_TASK DESCRIPTION_. Each line below is to be copied out exactly, and none may be omitted.

[Stored items from a collection]

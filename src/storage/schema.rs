//! Database schema definitions
//!
//! This module contains the SQL schema for the SQLite page sink.

/// SQL schema for the database
pub const SCHEMA_SQL: &str = r#"
-- Fetched pages, one row per successful fetch
CREATE TABLE IF NOT EXISTS pages (
    id INTEGER PRIMARY KEY AUTOINCREMENT,
    url TEXT NOT NULL,
    title TEXT,
    content TEXT NOT NULL,
    fetched_at TEXT NOT NULL
);

CREATE INDEX IF NOT EXISTS idx_pages_url ON pages(url);

-- Sitemap discovery results
CREATE TABLE IF NOT EXISTS manifests (
    id INTEGER PRIMARY KEY AUTOINCREMENT,
    base_url TEXT NOT NULL,
    sitemap_url TEXT NOT NULL,
    discovered_at TEXT NOT NULL,
    total_urls INTEGER NOT NULL
);

-- Discovered URLs in document order
CREATE TABLE IF NOT EXISTS manifest_entries (
    manifest_id INTEGER NOT NULL REFERENCES manifests(id),
    position INTEGER NOT NULL,
    url TEXT NOT NULL,
    PRIMARY KEY (manifest_id, position)
);
"#;

/// Initializes the database schema
///
/// # Arguments
///
/// * `conn` - The database connection
///
/// # Returns
///
/// * `Ok(())` - Schema initialized successfully
/// * `Err(rusqlite::Error)` - Failed to initialize schema
pub fn initialize_schema(conn: &rusqlite::Connection) -> Result<(), rusqlite::Error> {
    conn.execute_batch(SCHEMA_SQL)?;
    Ok(())
}
//! Plain-text run log
//!
//! Every line is flushed as soon as it is written, so a run that dies
//! midway still leaves a readable log behind.

use crate::output::stats::{format_duration, RunStatistics};
use crate::output::{DISPLAY_TIMESTAMP_FORMAT, FILE_TIMESTAMP_FORMAT};
use crate::storage::create_unique_file;
use chrono::{DateTime, Local};
use std::fmt::Display;
use std::fs::File;
use std::io::{self, BufWriter, Write};
use std::path::{Path, PathBuf};
use std::time::Duration;

/// Incrementally written log of one run
#[derive(Debug)]
pub struct RunLog {
    path: PathBuf,
    writer: BufWriter<File>,
}

impl RunLog {
    /// Creates `crawl_log_{timestamp}.txt` inside `dir`
    ///
    /// The directory is created when missing; an existing log is never
    /// overwritten.
    pub fn create(dir: &Path, started_at: DateTime<Local>) -> io::Result<Self> {
        std::fs::create_dir_all(dir)?;
        let stem = format!("crawl_log_{}", started_at.format(FILE_TIMESTAMP_FORMAT));
        let (file, path) = create_unique_file(dir, &stem, "txt")?;

        Ok(Self {
            path,
            writer: BufWriter::new(file),
        })
    }

    pub fn path(&self) -> &Path {
        &self.path
    }

    /// Appends one line and flushes it
    pub fn line(&mut self, text: impl Display) -> io::Result<()> {
        writeln!(self.writer, "{}", text)?;
        self.writer.flush()
    }

    pub fn blank(&mut self) -> io::Result<()> {
        self.line("")
    }

    /// Writes the `--- Crawl Statistics ---` section
    pub fn write_statistics(&mut self, stats: &RunStatistics) -> io::Result<()> {
        self.blank()?;
        self.line("--- Crawl Statistics ---")?;
        self.line(format_args!(
            "Crawling started at: {}",
            stats.started_at.format(DISPLAY_TIMESTAMP_FORMAT)
        ))?;
        self.line(format_args!(
            "Crawling finished at: {}",
            stats.finished_at.format(DISPLAY_TIMESTAMP_FORMAT)
        ))?;
        self.line(format_args!(
            "Total crawling time: {}",
            format_duration(stats.elapsed)
        ))?;
        self.line(format_args!("Successfully crawled URLs: {}", stats.processed))?;
        self.line(format_args!("Failed URLs: {}", stats.failed))?;
        self.line(format_args!("Cancelled URLs: {}", stats.cancelled))?;

        if let Some(average) = stats.average_per_url() {
            self.line(format_args!(
                "Average time per URL: {}",
                format_duration(average)
            ))?;
        }
        if let Some(rate) = stats.urls_per_minute() {
            self.line(format_args!("URLs crawled per minute: {:.2}", rate))?;
        }

        Ok(())
    }

    /// Writes the `--- Total Process Statistics ---` section
    pub fn write_process_totals(
        &mut self,
        started_at: DateTime<Local>,
        finished_at: DateTime<Local>,
        elapsed: Duration,
    ) -> io::Result<()> {
        self.blank()?;
        self.line("--- Total Process Statistics ---")?;
        self.line(format_args!(
            "Process started at: {}",
            started_at.format(DISPLAY_TIMESTAMP_FORMAT)
        ))?;
        self.line(format_args!(
            "Process finished at: {}",
            finished_at.format(DISPLAY_TIMESTAMP_FORMAT)
        ))?;
        self.line(format_args!(
            "Total process time: {}",
            format_duration(elapsed)
        ))
    }
}
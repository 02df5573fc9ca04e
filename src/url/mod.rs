//! URL handling module for Sitemap Harvest
//!
//! This module provides site-address normalization, sitemap address guessing,
//! robots.txt location and file-name slugs derived from URLs.

mod domain;
mod normalize;
mod slug;

// Re-export main functions
pub use domain::{extract_host, robots_url};
pub use normalize::{names_sitemap, normalize_site_url, sitemap_candidate};
pub use slug::{file_stem, sanitize_file_name};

_SOLUTION_.
filename src/storage/schema.rs
//! Database schema definitions
//!
//! This module contains the SQL schema for the SQLite page sink.

/// SQL schema for the database
pub const SCHEMA_SQL: &str = r#"
-- Fetched pages, one row per successful fetch
CREATE TABLE IF NOT EXISTS pages (
    id INTEGER PRIMARY KEY AUTOINCREMENT,
    url TEXT NOT NULL,
    title TEXT,
    content TEXT NOT NULL,
    fetched_at TEXT NOT NULL
);

CREATE INDEX IF NOT EXISTS idx_pages_url ON pages(url);

-- Sitemap discovery results
CREATE TABLE IF NOT EXISTS manifests (
    id INTEGER PRIMARY KEY AUTOINCREMENT,
    base_url TEXT NOT NULL,
    sitemap_url TEXT NOT NULL,
    discovered_at TEXT NOT NULL,
    total_urls INTEGER NOT NULL
);

-- Discovered URLs in document order
CREATE TABLE IF NOT EXISTS manifest_entries (
    manifest_id INTEGER NOT NULL REFERENCES manifests(id),
    position INTEGER NOT NULL,
    url TEXT NOT NULL,
    PRIMARY KEY (manifest_id, position)
);
"#;

/// Initializes the database schema
///
/// # Arguments
///
/// * `conn` - The database connection
///
/// # Returns
///
/// * `Ok(())` - Schema initialized successfully
/// * `Err(rusqlite::Error)` - Failed to initialize schema
pub fn initialize_schema(conn: &rusqlite::Connection) -> Result<(), rusqlite::Error> {
    conn.execute_batch(SCHEMA_SQL)?;
    Ok(())
}
//! Plain-text run log
//!
//! Every line is flushed as soon as it is written, so a run that dies
//! midway still leaves a readable log behind.

use crate::output::stats::{format_duration, RunStatistics};
use crate::output::{DISPLAY_TIMESTAMP_FORMAT, FILE_TIMESTAMP_FORMAT};
use crate::storage::create_unique_file;
use chrono::{DateTime, Local};
use std::fmt::Display;
use std::fs::File;
use std::io::{self, BufWriter, Write};
use std::path::{Path, PathBuf};
use std::time::Duration;

/// Incrementally written log of one run
#[derive(Debug)]
pub struct RunLog {
    path: PathBuf,
    writer: BufWriter<File>,
}

impl RunLog {
    /// Creates `crawl_log_{timestamp}.txt` inside `dir`
    ///
    /// The directory is created when missing; an existing log is never
    /// overwritten.
    pub fn create(dir: &Path, started_at: DateTime<Local>) -> io::Result<Self> {
        std::fs::create_dir_all(dir)?;
        let stem = format!("crawl_log_{}", started_at.format(FILE_TIMESTAMP_FORMAT));
        let (file, path) = create_unique_file(dir, &stem, "txt")?;

        Ok(Self {
            path,
            writer: BufWriter::new(file),
        })
    }

    pub fn path(&self) -> &Path {
        &self.path
    }

    /// Appends one line and flushes it
    pub fn line(&mut self, text: impl Display) -> io::Result<()> {
        writeln!(self.writer, "{}", text)?;
        self.writer.flush()
    }

    pub fn blank(&mut self) -> io::Result<()> {
        self.line("")
    }

    /// Writes the `--- Crawl Statistics ---` section
    pub fn write_statistics(&mut self, stats: &RunStatistics) -> io::Result<()> {
        self.blank()?;
        self.line("--- Crawl Statistics ---")?;
        self.line(format_args!(
            "Crawling started at: {}",
            stats.started_at.format(DISPLAY_TIMESTAMP_FORMAT)
        ))?;
        self.line(format_args!(
            "Crawling finished at: {}",
            stats.finished_at.format(DISPLAY_TIMESTAMP_FORMAT)
        ))?;
        self.line(format_args!(
            "Total crawling time: {}",
            format_duration(stats.elapsed)
        ))?;
        self.line(format_args!("Successfully crawled URLs: {}", stats.processed))?;
        self.line(format_args!("Failed URLs: {}", stats.failed))?;
        self.line(format_args!("Cancelled URLs: {}", stats.cancelled))?;

        if let Some(average) = stats.average_per_url() {
            self.line(format_args!(
                "Average time per URL: {}",
                format_duration(average)
            ))?;
        }
        if let Some(rate) = stats.urls_per_minute() {
            self.line(format_args!("URLs crawled per minute: {:.2}", rate))?;
        }

        Ok(())
    }

    /// Writes the `--- Total Process Statistics ---` section
    pub fn write_process_totals(
        &mut self,
        started_at: DateTime<Local>,
        finished_at: DateTime<Local>,
        elapsed: Duration,
    ) -> io::Result<()> {
        self.blank()?;
        self.line("--- Total Process Statistics ---")?;
        self.line(format_args!(
            "Process started at: {}",
            started_at.format(DISPLAY_TIMESTAMP_FORMAT)
        ))?;
        self.line(format_args!(
            "Process finished at: {}",
            finished_at.format(DISPLAY_TIMESTAMP_FORMAT)
        ))?;
        self.line(format_args!(
            "Total process time: {}",
            format_duration(elapsed)
        ))
    }
}
repository 02df5573fc9ca04e
filename src/url/mod.rs
//! URL handling module for Sitemap Harvest
//!
//! This module provides site-address normalization, sitemap address guessing,
//! robots.txt location and file-name slugs derived from URLs.

mod domain;
mod normalize;
mod slug;

// Re-export main functions
pub use domain::{extract_host, robots_url};
pub use normalize::{names_sitemap, normalize_site_url, sitemap_candidate};
pub use slug::{file_stem, sanitize_file_name};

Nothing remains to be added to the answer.